SARS-CoV 2 accessory protein 7b forms homotetramers in detergent

Abstract A global pandemic is underway caused by severe acute respiratory syndrome coronavirus 2 (SARS-CoV-2). The SARS-CoV-2 genome, like its predecessor SARS-CoV, contains open reading frames that encode accessory proteins involved in virus-host interactions active during infection and which likely contribute to pathogenesis. One of these accessory proteins is 7b (p7b), with only 44 and 43 residues in SARS-CoV and SAR-CoV-2, respectively. It has one predicted transmembrane domain fully conserved, which suggests a functional role, whereas most variability is contained in the predicted cytoplasmic C-terminus. In SARS-CoV, 7b protein is expressed in infected cells where the transmembrane domain was necessary and sufficient for Golgi localization. Also, anti-p7b antibodies have been found in the sera of SARS-CoV convalescent patients. In the present study, we have investigated the hypothesis that SARS-2 7b protein forms oligomers with ion channel activity. We show that 7b protein is almost completely α-helical in both SARS viruses and has a single transmembrane domain. In SDS, p7b forms various oligomers, from monomers to tetramers, but only monomers when exposed to reductants DTT or TCEP. Combination of SDS gel electrophoresis and and analytical ultracentrifugation (AUC) in both equilibrium and velocity modes suggests a dimer-tetramer equilibrium, and an equilibrium between monomeric, dimeric and tetrameric forms in the presence of reductant. Inclusion of pentamers or higher oligomers in the SARS-2 7b model worsened the fits. Although sensitivity to reductants suggests the involvement of disulfide-linked dimers, the presence of disulfide bonds was not essential to form tetramers.
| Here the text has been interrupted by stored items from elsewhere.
impl CalendarRow {
    fn into_item(self) -> RepoResult<CalendarItem> {
        let id = self.id;
        let missing = |col: &str| RepoError::Internal(format!("calendar item {id} lacks {col}"));
        let tag: CalendarKindTag = self.kind.parse().map_err(|e| RepoError::Internal(format!("calendar item {id}: {e}")))?;
        let kind = match tag {
            CalendarKindTag::Normal => CalendarKind::Normal {
                semester: self.semester.ok_or_else(|| missing("semester"))?,
                academic_year: self.academic_year.ok_or_else(|| missing("academic_year"))?,
                open_date: self.open_date.ok_or_else(|| missing("open_date"))?,
                close_date: self.close_date.ok_or_else(|| missing("close_date"))?,
                time_in: self.time_in.ok_or_else(|| missing("time_in"))?,
                time_out: self.time_out.ok_or_else(|| missing("time_out"))?,
            },
            CalendarKindTag::Holiday => CalendarKind::Holiday {
                name: self.name.ok_or_else(|| missing("name"))?,
                start_date: self.start_date.ok_or_else(|| missing("start_date"))?,
                end_date: self.end_date,
            },
            CalendarKindTag::Event => CalendarKind::Event {
                title: self.title.ok_or_else(|| missing("title"))?,
                date: self.event_date.ok_or_else(|| missing("event_date"))?,
                start_time: self.start_time,
                end_time: self.end_time,
            },
        };
        Ok(CalendarItem { id, kind, note: self.note, created_at: self.created_at, updated_at: self.updated_at })
    }
}

/// Column values for one variant, every other variant's columns left NULL.
#[derive(Default)]
struct CalendarColumns {
    semester: Option<String>,
    academic_year: Option<String>,
    open_date: Option<NaiveDate>,
    close_date: Option<NaiveDate>,
    time_in: Option<NaiveTime>,
    time_out: Option<NaiveTime>,
    name: Option<String>,
    start_date: Option<NaiveDate>,
    end_date: Option<NaiveDate>,
    title: Option<String>,
    event_date: Option<NaiveDate>,
    start_time: Option<NaiveTime>,
    end_time: Option<NaiveTime>,
}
A preliminary model of this association was generated with Alpha-Fold, which was exposed to a molecular dynamics simulation in presence of a model lipid membrane. However, neither of the two models provide any evident pathway for ions. To confirm this, SARS-2 p7b was studied using Planar Bilayer Electrophysiology. Addition of p7b produced occasional membrane permeabilization that is not consistent with bona fide ion channels made of a tetrameric assembly of α-helices.